Assignment:
Pick every line out of the entries below that has the string "users", and copy it.

____

//! Identifier handling shared by every schema object
//!
//! Names are compared case-insensitively and without their quotes, so
//! `"Users"`, `` `users` `` and `[USERS]` all normalize to `users`.

/// Removes one layer of identifier quoting (`"x"`, `` `x` `` or `[x]`).
pub fn unquote(name: &str) -> &str {
    let trimmed = name.trim();
    let mut chars = trimmed.chars();
    match (chars.next(), chars.next_back()) {
        (Some('"'), Some('"')) | (Some('`'), Some('`')) | (Some('['), Some(']'))
            if trimmed.len() >= 2 =>
        {
            &trimmed[1..trimmed.len() - 1]
        }
        _ => trimmed,
    }
}

/// Normalizes a single identifier: unquoted and lowercased.
pub fn normalize(name: &str) -> String {
    unquote(name).to_lowercase()
}

/// Normalizes a possibly qualified name part by part (`"App".Users` -> `app.users`).
pub fn normalize_qualified(name: &str) -> String {
    match split_qualified(name) {
        (Some(namespace), local) => format!("{}.{}", normalize(namespace), normalize(local)),
        (None, local) => normalize(local),
    }
}

/// Splits `namespace.name` into its parts. Dots inside quotes are not separators.
pub fn split_qualified(name: &str) -> (Option<&str>, &str) {
    let mut quote: Option<char> = None;
    let mut split_at = None;
    for (i, c) in name.char_indices() {
        match (quote, c) {
            (None, '"' | '`') => quote = Some(c),
            (None, '[') => quote = Some(']'),
            (Some(q), c) if c == q => quote = None,
            (None, '.') => split_at = Some(i),
            _ => {}
        }
    }
    match split_at {
        Some(i) => (Some(&name[..i]), &name[i + 1..]),
        None => (None, name),
    }
}

/// Returns the unqualified part of a name, normalized.
pub fn short_name(name: &str) -> String {
    normalize(split_qualified(name).1)
}

/// Normalized name relative to a default namespace: the namespace is dropped
/// when it equals the default.
pub fn shortest_name(name: &str, default_namespace: Option<&str>) -> String {
    match (split_qualified(name), default_namespace) {
        ((Some(namespace), local), Some(default)) if normalize(namespace) == normalize(default) => {
            normalize(local)
        }
        _ => normalize_qualified(name),
    }
}

/// Qualifies an unqualified name with the default namespace (normalized).
pub fn qualify(name: &str, default_namespace: Option<&str>) -> String {
    match (split_qualified(name), default_namespace) {
        ((None, local), Some(default)) => format!("{}.{}", normalize(default), normalize(local)),
        _ => normalize_qualified(name),
    }
}

/// Case- and quote-insensitive comparison of two identifier lists, position by position.
pub fn same_identifiers<A: AsRef<str>, B: AsRef<str>>(a: &[A], b: &[B]) -> bool {
    a.len() == b.len()
        && a
            .iter()
            .zip(b)
            .all(|(x, y)| normalize(x.as_ref()) == normalize(y.as_ref()))
}
//! Platform awareness for the comparator
//!
//! The comparator asks a [`ColumnEffectOracle`] whether a column property
//! difference would actually change the column on the target database.

mod oracle;
mod renderer;

pub use oracle::*;
pub use renderer::*;
//! Schemata Diff - structural comparison of schema models
//!
//! This crate provides functionality for:
//! - Comparing two schemas into a diff of tables, columns, indexes,
//!   foreign keys, sequences and namespaces
//! - Pairing dropped and added columns or indexes into renames
//! - Filtering column changes that the target platform would not notice

pub mod compare;
pub mod platform;

pub use compare::*;
pub use platform::*;
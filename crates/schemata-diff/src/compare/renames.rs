//! Pairing removed and added entities into renames

use std::collections::HashMap;

use indexmap::IndexMap;

/// Added, removed and renamed entities after rename resolution.
///
/// `renamed` is keyed by the removed (old) key and holds the added entity.
#[derive(Debug, Clone, PartialEq)]
pub(crate) struct Renames<T> {
    pub added: IndexMap<String, T>,
    pub removed: IndexMap<String, T>,
    pub renamed: IndexMap<String, T>,
}

impl<T> Renames<T> {
    fn unchanged(added: IndexMap<String, T>, removed: IndexMap<String, T>) -> Self {
        Self {
            added,
            removed,
            renamed: IndexMap::new(),
        }
    }
}

/// Pairs removed entities with added ones that are equivalent to them.
///
/// A pair is only promoted when the added entity has exactly one equivalent
/// removed entity, and that removed entity is not the sole candidate of any
/// other added entity. Everything else stays as it was.
pub(crate) fn resolve_renames<T, E>(
    kind: &str,
    added: IndexMap<String, T>,
    removed: IndexMap<String, T>,
    mut equivalent: impl FnMut(&T, &T) -> Result<bool, E>,
) -> Result<Renames<T>, E> {
    if added.is_empty() || removed.is_empty() {
        return Ok(Renames::unchanged(added, removed));
    }

    let mut candidates: Vec<(String, String)> = Vec::new();
    for (added_key, added_item) in &added {
        let mut matches = Vec::new();
        for (removed_key, removed_item) in &removed {
            if equivalent(removed_item, added_item)? {
                matches.push(removed_key);
            }
        }
        match matches.as_slice() {
            [removed_key] => candidates.push(((*removed_key).clone(), added_key.clone())),
            [] => {}
            _ => tracing::debug!(
                "{} '{}' matches {} removed candidates, not treated as a rename",
                kind,
                added_key,
                matches.len()
            ),
        }
    }

    let mut claims: HashMap<&str, usize> = HashMap::new();
    for (removed_key, _) in &candidates {
        *claims.entry(removed_key.as_str()).or_default() += 1;
    }
    let pairs: Vec<(String, String)> = candidates
        .iter()
        .filter(|(removed_key, added_key)| {
            let unique = claims.get(removed_key.as_str()) == Some(&1);
            if !unique {
                tracing::debug!(
                    "{} '{}' is claimed by several added entities, '{}' not treated as a rename",
                    kind,
                    removed_key,
                    added_key
                );
            }
            unique
        })
        .cloned()
        .collect();

    let mut added = added;
    let mut removed = removed;
    let mut renamed = IndexMap::new();
    for (removed_key, added_key) in pairs {
        if let Some(item) = added.shift_remove(&added_key)
            && removed.shift_remove(&removed_key).is_some()
        {
            tracing::debug!("{} '{}' renamed to '{}'", kind, removed_key, added_key);
            renamed.insert(removed_key, item);
        }
    }

    Ok(Renames {
        added,
        removed,
        renamed,
    })
}
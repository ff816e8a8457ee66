//! Index definitions and the structural relations between indexes

use std::collections::{BTreeMap, BTreeSet};

use serde::{Deserialize, Serialize};

use crate::name;
use crate::{Result, SchemaError};

/// Name under which a table stores its primary key index
pub const PRIMARY_KEY_INDEX_NAME: &str = "primary";

/// Index options that take part in comparison
#[derive(Debug, Clone, Default, PartialEq, Eq, Serialize, Deserialize)]
pub struct IndexOptions {
    /// Per-column prefix lengths, one entry per indexed column
    pub lengths: Option<Vec<Option<u32>>>,
    /// Partial index predicate
    #[serde(rename = "where")]
    pub where_clause: Option<String>,
    /// Any other vendor option, carried but not compared
    #[serde(default)]
    pub extra: BTreeMap<String, String>,
}

/// An index over an ordered list of columns
#[derive(Debug, Clone, PartialEq, Eq, Serialize, Deserialize)]
pub struct Index {
    pub name: String,
    pub columns: Vec<String>,
    pub is_unique: bool,
    pub is_primary: bool,
    /// Lowercased platform hints such as `fulltext` or `spatial`
    #[serde(default)]
    pub flags: BTreeSet<String>,
    #[serde(default)]
    pub options: IndexOptions,
}

impl Index {
    /// Creates a plain (non-unique) index
    pub fn new<S: Into<String>>(name: impl Into<String>, columns: impl IntoIterator<Item = S>) -> Self {
        Self {
            name: name.into(),
            columns: columns.into_iter().map(Into::into).collect(),
            is_unique: false,
            is_primary: false,
            flags: BTreeSet::new(),
            options: IndexOptions::default(),
        }
    }

    /// Creates a unique index
    pub fn unique<S: Into<String>>(name: impl Into<String>, columns: impl IntoIterator<Item = S>) -> Self {
        let mut index = Self::new(name, columns);
        index.is_unique = true;
        index
    }

    /// Creates the primary key index (always unique)
    pub fn primary<S: Into<String>>(columns: impl IntoIterator<Item = S>) -> Self {
        let mut index = Self::unique(PRIMARY_KEY_INDEX_NAME, columns);
        index.is_primary = true;
        index
    }

    pub fn with_flag(mut self, flag: impl AsRef<str>) -> Self {
        self.flags.insert(flag.as_ref().to_lowercase());
        self
    }

    pub fn with_where(mut self, predicate: impl Into<String>) -> Self {
        self.options.where_clause = Some(predicate.into());
        self
    }

    pub fn with_lengths(mut self, lengths: Vec<Option<u32>>) -> Self {
        self.options.lengths = Some(lengths);
        self
    }

    pub fn with_option(mut self, key: impl Into<String>, value: impl Into<String>) -> Self {
        self.options.extra.insert(key.into(), value.into());
        self
    }

    /// Normalized index name
    pub fn normalized_name(&self) -> String {
        name::normalize(&self.name)
    }

    pub fn has_flag(&self, flag: &str) -> bool {
        self.flags.contains(&flag.to_lowercase())
    }

    /// Neither unique nor primary
    pub fn is_simple(&self) -> bool {
        !self.is_unique && !self.is_primary
    }

    /// Checks the invariants the model relies on
    pub fn validate(&self) -> Result<()> {
        if self.columns.is_empty() {
            return Err(SchemaError::EmptyIndex(self.name.clone()));
        }
        if let Some(lengths) = &self.options.lengths
            && lengths.len() != self.columns.len()
        {
            return Err(SchemaError::IndexLengthsArity(
                self.name.clone(),
                lengths.len(),
                self.columns.len(),
            ));
        }
        Ok(())
    }

    /// Position of a column in this index, if indexed
    pub fn column_position(&self, column: &str) -> Option<usize> {
        let column = name::normalize(column);
        self.columns.iter().position(|c| name::normalize(c) == column)
    }

    /// True when the leading columns of this index are exactly `columns`, in order
    pub fn spans_columns<S: AsRef<str>>(&self, columns: &[S]) -> bool {
        columns.len() <= self.columns.len()
            && name::same_identifiers(&self.columns[..columns.len()], columns)
    }

    /// True when both indexes have the same partial predicate (or none)
    pub fn same_partial_index(&self, other: &Index) -> bool {
        match (&self.options.where_clause, &other.options.where_clause) {
            (None, None) => true,
            (Some(a), Some(b)) => a == b,
            _ => false,
        }
    }

    /// True when both indexes carry the same per-column lengths
    pub fn has_same_column_lengths(&self, other: &Index) -> bool {
        let lengths = |index: &Index| -> Vec<Option<u32>> {
            index
                .options
                .lengths
                .clone()
                .unwrap_or_else(|| vec![None; index.columns.len()])
        };
        lengths(self) == lengths(other)
    }

    /// Whether `other` satisfies everything this index provides.
    ///
    /// Column lists must match exactly. A simple index is fulfilled by any
    /// index over the same columns; a unique or primary index only by one with
    /// the same unique and primary flags.
    pub fn is_fulfilled_by(&self, other: &Index) -> bool {
        if other.columns.len() != self.columns.len() {
            return false;
        }
        if !self.spans_columns(&other.columns) {
            return false;
        }
        if !self.same_partial_index(other) || !self.has_same_column_lengths(other) {
            return false;
        }
        if self.is_simple() {
            return true;
        }
        other.is_primary == self.is_primary && other.is_unique == self.is_unique
    }

    /// Whether this index makes `other` redundant, so `other` may be dropped
    /// in favour of it.
    pub fn overrules(&self, other: &Index) -> bool {
        if other.is_primary {
            return false;
        }
        if self.is_simple() && other.is_unique {
            return false;
        }
        self.spans_columns(&other.columns)
            && (self.is_primary || self.is_unique)
            && self.same_partial_index(other)
    }
}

____

Expected answer:
//! `"Users"`, `` `users` `` and `[USERS]` all normalize to `users`.
/// Normalizes a possibly qualified name part by part (`"App".Users` -> `app.users`).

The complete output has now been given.